Sexuality strongly reintroduces the reality of AIDS in the relationship and so for the partners the surest way to avoid the “seropositivity” danger (that could jeopardize the relationship) is to renounce the sexual side. In other cases the sexual infection risk may also be brought about in couples that habitually use condoms but deliberately abandon them whenever the desire for procreation arrives. In these discordant HIV couples, the wish for a child can be so strong as to prevail over the fear of infecting the partner and transmitting the infection to the unborn baby. According to the latest studies, when it is the mother who is seropositive the chances that the baby will be infected is about 5.8%.
When it is the father carrying the virus the vertical transmission possibility is subordinate to the odds of infecting the woman. In order to lower this risk, it has recently been suggested to use some techniques, such as “sperm purification” - practiced experimentally but with some success in Italy.
However, the risk that the couple assumes toward the baby is not just limited to vertical transmission: it also extends to the relational side, i.e. the possibility that the sick parent may not be able to contribute to the child’s upbringing. Very often the desire to have a child reflects the need to re-introduce elements of normality into the couple’s relationship. A child contrasts the feelings of failure, insecurity and loss experienced by the couple and undoubtedly offers a future perspective to the relationship. Planning for the future is an activity that is generally shared by two people in an intimate relationship, particularly when relations grow and consolidate over time.

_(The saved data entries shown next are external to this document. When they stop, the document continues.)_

use crate::cli_common::*;
use clap::Args;
use cvb_lda::shuffle::LocalSubstrate;
use cvb_lda::{CvbConfig, InMemoryCvb0, IterationController};
use log::info;
use matrix_util::common_io::{mkdir, write_lines};
use matrix_util::traits::IoOps;

#[derive(Args, Debug)]
pub struct TrainArgs {
    #[arg(
        required = true,
        help = "Corpus file",
        long_help = "Document x term counts.\n\
		     `.mtx`, `.mtx.gz` or sparse rows (`row col:count ...`)."
    )]
    corpus: Box<str>,

    #[arg(
        long,
        short,
        required = true,
        help = "State directory",
        long_help = "Directory of iteration-numbered checkpoints:\n\
		     - {dir}/model-{i}.tsv.gz\n\
		     - {dir}/perplexity-{i}.txt\n\
		     - {dir}/doc-topics-{i}.tsv.gz\n\
		     - {dir}/config.json\n\
		     Training resumes from the latest complete checkpoint."
    )]
    state_dir: Box<str>,

    #[arg(
        long,
        help = "Dictionary file",
        long_help = "One term per line (or `term id`).\n\
		     Must cover exactly the corpus columns."
    )]
    dictionary: Option<Box<str>>,

    #[arg(
        long,
        help = "Configuration JSON",
        long_help = "Configuration in JSON (camelCase keys).\n\
		     When given, it replaces the hyperparameter options below;\n\
		     a missing or zero `numTerms` is taken from the corpus."
    )]
    config: Option<Box<str>>,

    #[arg(long, short = 'k', default_value_t = 10, help = "Number of topics")]
    num_topics: usize,

    #[arg(
        long,
        default_value_t = 0.1,
        help = "Document-topic smoothing",
        long_help = "Document-topic smoothing (alpha > 0)."
    )]
    alpha: f64,

    #[arg(
        long,
        default_value_t = 0.1,
        help = "Topic-term smoothing",
        long_help = "Topic-term smoothing (eta > 0)."
    )]
    eta: f64,

    #[arg(
        long,
        default_value_t = 1.0,
        help = "Share of new counts in the next model",
        long_help = "Share of newly accumulated counts in the next model, in (0, 1].\n\
		     1 replaces the previous model; smaller values keep\n\
		     (1 - weight) of it."
    )]
    model_weight: f64,

    #[arg(long, default_value_t = 1, help = "Minimum number of iterations")]
    min_iter: usize,

    #[arg(long, default_value_t = 20, help = "Maximum number of iterations")]
    max_iter: usize,

    #[arg(
        long,
        default_value_t = 1e-3,
        help = "Convergence threshold",
        long_help = "Stop once the relative change of perplexity between\n\
		     consecutive iterations falls below this value."
    )]
    min_rel_change: f64,

    #[arg(
        long,
        help = "Number of worker threads",
        long_help = "Number of worker threads.\n\
		     Defaults to the number of CPUs."
    )]
    threads: Option<usize>,

    #[arg(long, default_value_t = 42, help = "Random seed")]
    seed: u64,

    #[arg(
        long,
        default_value_t = 1,
        help = "Inference sweeps per document",
        long_help = "Number of mixture updates per document in each pass."
    )]
    doc_iter: usize,

    #[arg(
        long,
        default_value_t = 1.0,
        help = "Fraction of documents for perplexity",
        long_help = "Fraction of documents on which perplexity is evaluated.\n\
		     The same documents are used in every iteration."
    )]
    test_fraction: f64,

    #[arg(long, help = "Number of map shards (default: number of CPUs)")]
    shards: Option<usize>,

    #[arg(long, help = "Number of shuffle partitions (default: number of CPUs)")]
    partitions: Option<usize>,

    #[arg(
        long,
        default_value_t = 0,
        help = "Topics per contribution record",
        long_help = "Topics carried by one contribution record.\n\
		     0 puts all topics in one record."
    )]
    topic_block: usize,

    #[arg(long, default_value_t = 2, help = "Retries of a failed iteration")]
    retries: usize,

    #[arg(long, help = "Wall-clock budget in seconds")]
    max_secs: Option<u64>,

    #[arg(
        long,
        default_value_t = false,
        help = "Do not checkpoint document mixtures",
        long_help = "Do not checkpoint document mixtures.\n\
		     Resumed runs then restart from uniform mixtures."
    )]
    no_doc_topics: bool,

    #[arg(long, help = "Output file of p(term|topic) rows")]
    topic_out: Option<Box<str>>,

    #[arg(long, help = "Output file of document-topic mixtures")]
    doc_topic_out: Option<Box<str>>,

    #[arg(long, help = "Output file of the training summary (JSON)")]
    summary_out: Option<Box<str>>,

    #[arg(long, short, default_value_t = false, help = "Verbose output")]
    verbose: bool,
}

impl TrainArgs {
    fn to_config(&self, num_terms: usize) -> anyhow::Result<CvbConfig> {
        if let Some(file) = self.config.as_deref() {
            let mut config = CvbConfig::read_json(file)?;
            if config.num_terms == 0 {
                config.num_terms = num_terms;
            }
            return Ok(config);
        }

        let mut config = CvbConfig::new(self.num_topics, num_terms);
        config.alpha = self.alpha;
        config.eta = self.eta;
        config.model_weight = self.model_weight;
        config.min_iterations = self.min_iter;
        config.max_iterations = self.max_iter;
        config.min_relative_perplexity_change = self.min_rel_change;
        config.random_seed = self.seed;
        config.max_doc_iterations = self.doc_iter;
        config.test_fraction = self.test_fraction;
        config.topic_block_size = self.topic_block;
        config.max_iteration_retries = self.retries;
        config.max_wall_clock_secs = self.max_secs;
        config.persist_doc_topics = !self.no_doc_topics;
        if let Some(n) = self.threads {
            config.num_worker_threads_per_task = n;
        }
        if let Some(n) = self.shards {
            config.num_shards = n;
        }
        if let Some(n) = self.partitions {
            config.num_reduce_partitions = n;
        }
        Ok(config)
    }
}

pub fn train(args: &TrainArgs) -> anyhow::Result<()> {
    init_logger(args.verbose);

    let (corpus, _) = read_corpus_and_dictionary(&args.corpus, args.dictionary.as_deref())?;
    let config = args.to_config(corpus.num_terms())?;
    config.validate()?;

    let substrate = LocalSubstrate::new(
        config.num_worker_threads_per_task,
        config.num_reduce_partitions,
    )?
    .with_progress(args.verbose);

    let controller = IterationController::new(substrate, config, &args.state_dir)?
        .with_topic_output(args.topic_out.as_deref().map(|s| s.to_string()))
        .with_doc_topic_output(args.doc_topic_out.as_deref().map(|s| s.to_string()));

    let summary = controller.run(&corpus)?;

    info!(
        "{:?}: iteration {}, perplexity {:?}, model {}",
        summary.outcome,
        summary.final_iteration,
        summary.final_perplexity,
        summary.final_model_path
    );

    if let Some(file) = args.summary_out.as_deref() {
        mkdir(file)?;
        write_lines(&[serde_json::to_string_pretty(&summary)?], file)?;
    }

    println!("{}", summary.final_model_path);
    if let Some(p) = summary.final_perplexity {
        println!("{}", p);
    }
    Ok(())
}

#[derive(Args, Debug)]
pub struct TrainInMemoryArgs {
    #[arg(required = true, help = "Corpus file")]
    corpus: Box<str>,

    #[arg(
        long,
        short,
        required = true,
        help = "Output header",
        long_help = "Output header:\n\
		     - {out}.model.tsv.gz (topic-term counts)\n\
		     - {out}.topics.tsv.gz (p(term|topic) rows)\n\
		     - {out}.doc_topics.tsv.gz (document mixtures)\n\
		     - {out}.perplexity.txt (one value per iteration)"
    )]
    out: Box<str>,

    #[arg(long, short = 'k', default_value_t = 10, help = "Number of topics")]
    num_topics: usize,

    #[arg(long, default_value_t = 0.1, help = "Document-topic smoothing")]
    alpha: f64,

    #[arg(long, default_value_t = 0.1, help = "Topic-term smoothing")]
    eta: f64,

    #[arg(long, default_value_t = 1.0, help = "Share of new counts in the next model")]
    model_weight: f64,

    #[arg(long, default_value_t = 1, help = "Minimum number of iterations")]
    min_iter: usize,

    #[arg(long, default_value_t = 20, help = "Maximum number of iterations")]
    max_iter: usize,

    #[arg(
        long,
        default_value_t = 0,
        help = "Burn-in iterations",
        long_help = "Iterations before convergence is checked at all."
    )]
    burn_in: usize,

    #[arg(long, default_value_t = 1e-3, help = "Convergence threshold")]
    min_rel_change: f64,

    #[arg(long, default_value_t = 1, help = "Inference sweeps per document")]
    doc_iter: usize,

    #[arg(long, help = "Number of worker threads (default: number of CPUs)")]
    threads: Option<usize>,

    #[arg(long, default_value_t = 42, help = "Random seed")]
    seed: u64,

    #[arg(long, short, default_value_t = false, help = "Verbose output")]
    verbose: bool,
}

pub fn train_in_memory(args: &TrainInMemoryArgs) -> anyhow::Result<()> {
    init_logger(args.verbose);

    let (corpus, _) = read_corpus_and_dictionary(&args.corpus, None)?;

    let mut config = CvbConfig::new(args.num_topics, corpus.num_terms());
    config.alpha = args.alpha;
    config.eta = args.eta;
    config.model_weight = args.model_weight;
    config.min_iterations = args.min_iter;
    config.max_iterations = args.max_iter;
    config.min_relative_perplexity_change = args.min_rel_change;
    config.max_doc_iterations = args.doc_iter;
    config.random_seed = args.seed;
    if let Some(n) = args.threads {
        config.num_worker_threads_per_task = n;
    }

    let mut lda = InMemoryCvb0::new(corpus, config)?;
    let perplexity =
        lda.iterate_until_convergence(args.min_iter, args.max_iter, args.burn_in, args.min_rel_change)?;

    let out = &args.out;
    mkdir(out)?;
    lda.model().write_file(&format!("{}.model.tsv.gz", out))?;
    lda.model()
        .topic_term_distribution(args.eta)
        .to_tsv(&format!("{}.topics.tsv.gz", out))?;
    lda.doc_topics().to_tsv(&format!("{}.doc_topics.tsv.gz", out))?;
    write_lines(lda.perplexities(), &format!("{}.perplexity.txt", out))?;

    info!(
        "{} iterations, final perplexity {:.6}",
        lda.perplexities().len(),
        perplexity
    );
    println!("{}", perplexity);
    Ok(())
}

So, for many discordant HIV couples, the idea of not being able to engage in a future project (in particular having and bringing up children) can be felt as an unacceptable loss. It is understandable, then, how the probability that such couples (in which one or both are seropositive) might require psychological help is increasing. In the presence of seropositivity in the couple, the possibility of understanding the inner logic leading to decision-making seems fundamental, assessing the prevailing factors and opening up the confrontation with the specific difficulties underlying the couple’s relationship.
- acceptance to live with the virus;
- knowing how to recognize one’s desires and adjusting them to the partner’s fears or hyper-protective attitudes;
- being equipped to avoid contagion without renouncing sex;
- and not giving up one’s willingness to make plans, which allows one to experience with the partner even a short/medium-term perspective of the future.